#### [EXERCISE DIRECTIONS]
Pick every line out of the entries below that has the string "AsRef", and copy it.

EXTRACTED INFORMATION section start

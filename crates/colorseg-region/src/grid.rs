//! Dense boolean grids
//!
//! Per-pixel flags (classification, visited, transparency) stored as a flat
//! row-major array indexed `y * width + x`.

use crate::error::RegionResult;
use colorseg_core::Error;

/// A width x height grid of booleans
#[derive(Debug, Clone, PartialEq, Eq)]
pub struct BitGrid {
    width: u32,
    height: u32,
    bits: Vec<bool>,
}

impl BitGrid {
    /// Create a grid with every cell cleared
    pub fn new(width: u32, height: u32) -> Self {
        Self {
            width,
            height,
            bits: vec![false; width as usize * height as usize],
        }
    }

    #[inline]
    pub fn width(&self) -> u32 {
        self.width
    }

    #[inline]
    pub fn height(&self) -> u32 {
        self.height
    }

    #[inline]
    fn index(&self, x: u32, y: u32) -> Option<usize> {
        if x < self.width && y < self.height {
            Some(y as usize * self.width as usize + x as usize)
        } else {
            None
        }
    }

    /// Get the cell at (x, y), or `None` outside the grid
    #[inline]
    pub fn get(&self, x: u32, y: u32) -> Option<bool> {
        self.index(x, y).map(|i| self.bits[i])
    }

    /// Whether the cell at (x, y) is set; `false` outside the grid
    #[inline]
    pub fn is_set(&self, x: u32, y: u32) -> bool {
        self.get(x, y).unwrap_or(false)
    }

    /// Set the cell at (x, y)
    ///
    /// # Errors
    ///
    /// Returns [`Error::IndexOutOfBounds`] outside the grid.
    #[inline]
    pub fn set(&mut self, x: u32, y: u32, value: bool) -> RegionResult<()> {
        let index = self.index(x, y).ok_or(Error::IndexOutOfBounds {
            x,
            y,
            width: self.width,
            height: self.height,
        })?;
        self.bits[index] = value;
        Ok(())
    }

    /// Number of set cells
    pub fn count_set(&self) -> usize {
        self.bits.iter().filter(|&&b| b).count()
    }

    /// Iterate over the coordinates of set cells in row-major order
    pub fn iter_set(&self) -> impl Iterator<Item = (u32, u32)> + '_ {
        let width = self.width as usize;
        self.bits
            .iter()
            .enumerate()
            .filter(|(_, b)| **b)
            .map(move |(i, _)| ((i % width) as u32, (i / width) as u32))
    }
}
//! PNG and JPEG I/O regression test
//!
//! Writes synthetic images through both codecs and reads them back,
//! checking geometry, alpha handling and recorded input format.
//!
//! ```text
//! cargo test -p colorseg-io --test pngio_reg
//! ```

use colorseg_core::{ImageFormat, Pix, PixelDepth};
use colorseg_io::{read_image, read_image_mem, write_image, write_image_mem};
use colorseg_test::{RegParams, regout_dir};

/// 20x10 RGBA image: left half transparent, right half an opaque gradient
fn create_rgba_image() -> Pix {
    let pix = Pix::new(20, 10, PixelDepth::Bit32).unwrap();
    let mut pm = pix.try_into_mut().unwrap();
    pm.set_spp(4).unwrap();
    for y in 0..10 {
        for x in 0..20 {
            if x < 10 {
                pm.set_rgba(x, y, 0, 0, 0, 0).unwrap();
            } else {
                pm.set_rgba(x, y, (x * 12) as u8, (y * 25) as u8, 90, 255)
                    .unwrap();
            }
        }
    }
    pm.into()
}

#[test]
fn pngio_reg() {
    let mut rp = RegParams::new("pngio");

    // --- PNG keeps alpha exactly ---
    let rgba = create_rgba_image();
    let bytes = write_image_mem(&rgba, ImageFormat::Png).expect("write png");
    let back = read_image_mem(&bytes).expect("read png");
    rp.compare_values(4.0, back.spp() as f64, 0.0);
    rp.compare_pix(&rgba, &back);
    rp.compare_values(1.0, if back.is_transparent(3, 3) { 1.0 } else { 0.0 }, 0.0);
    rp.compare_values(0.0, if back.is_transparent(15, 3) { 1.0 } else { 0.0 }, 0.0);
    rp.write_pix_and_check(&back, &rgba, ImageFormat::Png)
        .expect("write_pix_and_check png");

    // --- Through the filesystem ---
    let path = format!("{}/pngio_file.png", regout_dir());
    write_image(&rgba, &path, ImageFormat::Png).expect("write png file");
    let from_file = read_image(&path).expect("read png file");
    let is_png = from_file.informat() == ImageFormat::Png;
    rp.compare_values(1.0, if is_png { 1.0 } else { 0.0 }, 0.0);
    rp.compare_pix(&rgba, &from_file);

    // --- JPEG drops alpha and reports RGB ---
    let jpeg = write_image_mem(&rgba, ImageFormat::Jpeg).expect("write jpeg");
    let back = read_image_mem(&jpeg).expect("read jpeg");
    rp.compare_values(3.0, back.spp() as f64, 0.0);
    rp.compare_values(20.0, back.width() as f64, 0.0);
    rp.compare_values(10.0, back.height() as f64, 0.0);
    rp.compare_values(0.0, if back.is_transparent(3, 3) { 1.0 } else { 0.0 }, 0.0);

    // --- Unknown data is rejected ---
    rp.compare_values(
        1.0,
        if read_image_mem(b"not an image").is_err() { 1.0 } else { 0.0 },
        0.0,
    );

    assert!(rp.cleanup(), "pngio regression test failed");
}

EXTRACTED INFORMATION section end
EXTRACTED INFORMATION section start

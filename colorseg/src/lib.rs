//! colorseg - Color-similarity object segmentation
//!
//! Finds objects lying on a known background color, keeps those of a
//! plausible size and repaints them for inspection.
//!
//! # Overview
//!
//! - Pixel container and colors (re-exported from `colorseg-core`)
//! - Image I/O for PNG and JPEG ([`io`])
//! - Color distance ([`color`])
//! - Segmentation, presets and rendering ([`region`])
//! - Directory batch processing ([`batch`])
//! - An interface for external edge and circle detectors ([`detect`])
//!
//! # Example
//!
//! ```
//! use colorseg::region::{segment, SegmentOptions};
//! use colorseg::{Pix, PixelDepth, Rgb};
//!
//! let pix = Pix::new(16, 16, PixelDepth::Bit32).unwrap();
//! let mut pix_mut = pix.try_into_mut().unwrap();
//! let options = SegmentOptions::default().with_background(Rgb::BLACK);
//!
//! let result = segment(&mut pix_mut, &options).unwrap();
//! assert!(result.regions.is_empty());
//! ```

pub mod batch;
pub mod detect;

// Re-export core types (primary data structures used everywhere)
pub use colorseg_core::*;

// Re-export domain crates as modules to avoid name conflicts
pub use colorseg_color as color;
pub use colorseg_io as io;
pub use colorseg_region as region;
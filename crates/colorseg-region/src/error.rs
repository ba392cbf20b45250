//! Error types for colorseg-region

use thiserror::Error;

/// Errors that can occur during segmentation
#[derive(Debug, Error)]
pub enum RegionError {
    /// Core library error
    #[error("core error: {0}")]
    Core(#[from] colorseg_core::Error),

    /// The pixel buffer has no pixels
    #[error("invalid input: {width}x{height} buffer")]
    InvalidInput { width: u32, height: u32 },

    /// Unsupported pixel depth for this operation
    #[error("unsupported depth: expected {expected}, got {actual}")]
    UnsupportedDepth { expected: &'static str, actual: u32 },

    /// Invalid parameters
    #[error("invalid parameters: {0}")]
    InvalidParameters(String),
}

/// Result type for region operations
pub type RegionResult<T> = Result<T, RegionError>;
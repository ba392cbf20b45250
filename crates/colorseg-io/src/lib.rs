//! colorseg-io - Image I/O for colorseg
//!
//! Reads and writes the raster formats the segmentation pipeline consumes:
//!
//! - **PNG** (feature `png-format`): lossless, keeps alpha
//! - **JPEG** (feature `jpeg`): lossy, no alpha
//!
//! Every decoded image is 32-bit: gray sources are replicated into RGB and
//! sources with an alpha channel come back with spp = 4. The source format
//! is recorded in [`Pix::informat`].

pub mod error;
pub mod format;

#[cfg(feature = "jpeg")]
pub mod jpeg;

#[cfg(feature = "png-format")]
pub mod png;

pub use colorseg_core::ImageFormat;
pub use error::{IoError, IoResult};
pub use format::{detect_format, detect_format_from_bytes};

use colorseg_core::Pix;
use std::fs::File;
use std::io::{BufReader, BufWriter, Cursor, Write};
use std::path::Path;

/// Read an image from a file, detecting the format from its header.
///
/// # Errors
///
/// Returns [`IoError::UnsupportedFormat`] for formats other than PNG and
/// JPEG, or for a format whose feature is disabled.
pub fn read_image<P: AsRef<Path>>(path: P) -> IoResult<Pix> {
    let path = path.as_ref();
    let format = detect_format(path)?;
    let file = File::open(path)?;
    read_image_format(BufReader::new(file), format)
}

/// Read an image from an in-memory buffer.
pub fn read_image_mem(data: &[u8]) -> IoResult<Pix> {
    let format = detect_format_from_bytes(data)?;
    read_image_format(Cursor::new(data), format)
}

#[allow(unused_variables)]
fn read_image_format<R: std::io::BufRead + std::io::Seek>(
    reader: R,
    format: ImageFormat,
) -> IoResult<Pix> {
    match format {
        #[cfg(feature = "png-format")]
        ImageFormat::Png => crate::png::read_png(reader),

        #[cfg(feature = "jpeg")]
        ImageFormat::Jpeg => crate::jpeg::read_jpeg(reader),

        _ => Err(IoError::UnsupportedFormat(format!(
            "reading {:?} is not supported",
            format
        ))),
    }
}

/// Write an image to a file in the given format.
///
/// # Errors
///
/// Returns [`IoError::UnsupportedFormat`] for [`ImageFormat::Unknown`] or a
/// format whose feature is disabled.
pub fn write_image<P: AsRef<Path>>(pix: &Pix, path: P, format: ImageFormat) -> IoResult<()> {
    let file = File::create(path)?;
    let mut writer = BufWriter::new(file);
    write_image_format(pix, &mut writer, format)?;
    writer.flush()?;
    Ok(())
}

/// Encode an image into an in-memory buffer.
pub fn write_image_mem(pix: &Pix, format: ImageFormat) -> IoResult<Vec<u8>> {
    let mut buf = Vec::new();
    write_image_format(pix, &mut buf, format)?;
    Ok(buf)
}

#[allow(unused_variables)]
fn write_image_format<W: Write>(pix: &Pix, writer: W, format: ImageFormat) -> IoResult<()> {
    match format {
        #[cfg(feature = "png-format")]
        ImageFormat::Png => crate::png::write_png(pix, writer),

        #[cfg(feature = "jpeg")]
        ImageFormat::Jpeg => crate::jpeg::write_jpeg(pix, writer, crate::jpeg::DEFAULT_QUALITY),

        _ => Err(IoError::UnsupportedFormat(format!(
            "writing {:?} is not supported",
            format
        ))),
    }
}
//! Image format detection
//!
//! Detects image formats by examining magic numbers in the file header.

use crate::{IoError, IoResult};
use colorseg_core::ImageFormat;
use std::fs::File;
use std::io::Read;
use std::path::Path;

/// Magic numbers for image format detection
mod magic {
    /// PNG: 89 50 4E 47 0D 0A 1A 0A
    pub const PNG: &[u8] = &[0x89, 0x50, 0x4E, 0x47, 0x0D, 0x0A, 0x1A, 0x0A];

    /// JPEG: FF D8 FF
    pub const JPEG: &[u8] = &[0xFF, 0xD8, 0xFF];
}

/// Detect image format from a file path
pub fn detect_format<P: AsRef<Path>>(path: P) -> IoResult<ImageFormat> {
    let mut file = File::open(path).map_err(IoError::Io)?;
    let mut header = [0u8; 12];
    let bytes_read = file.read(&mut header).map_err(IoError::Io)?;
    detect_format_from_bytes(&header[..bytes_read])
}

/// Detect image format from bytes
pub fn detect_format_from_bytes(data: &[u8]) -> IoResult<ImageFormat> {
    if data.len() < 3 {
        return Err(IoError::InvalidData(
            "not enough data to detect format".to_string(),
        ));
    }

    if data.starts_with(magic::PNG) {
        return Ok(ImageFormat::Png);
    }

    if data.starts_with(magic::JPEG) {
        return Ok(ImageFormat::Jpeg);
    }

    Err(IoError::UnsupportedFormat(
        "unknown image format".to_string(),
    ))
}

EXTRACTED INFORMATION section end

#### [REPLY]
pub fn read_image<P: AsRef<Path>>(path: P) -> IoResult<Pix> {
pub fn write_image<P: AsRef<Path>>(pix: &Pix, path: P, format: ImageFormat) -> IoResult<()> {
pub fn detect_format<P: AsRef<Path>>(path: P) -> IoResult<ImageFormat> {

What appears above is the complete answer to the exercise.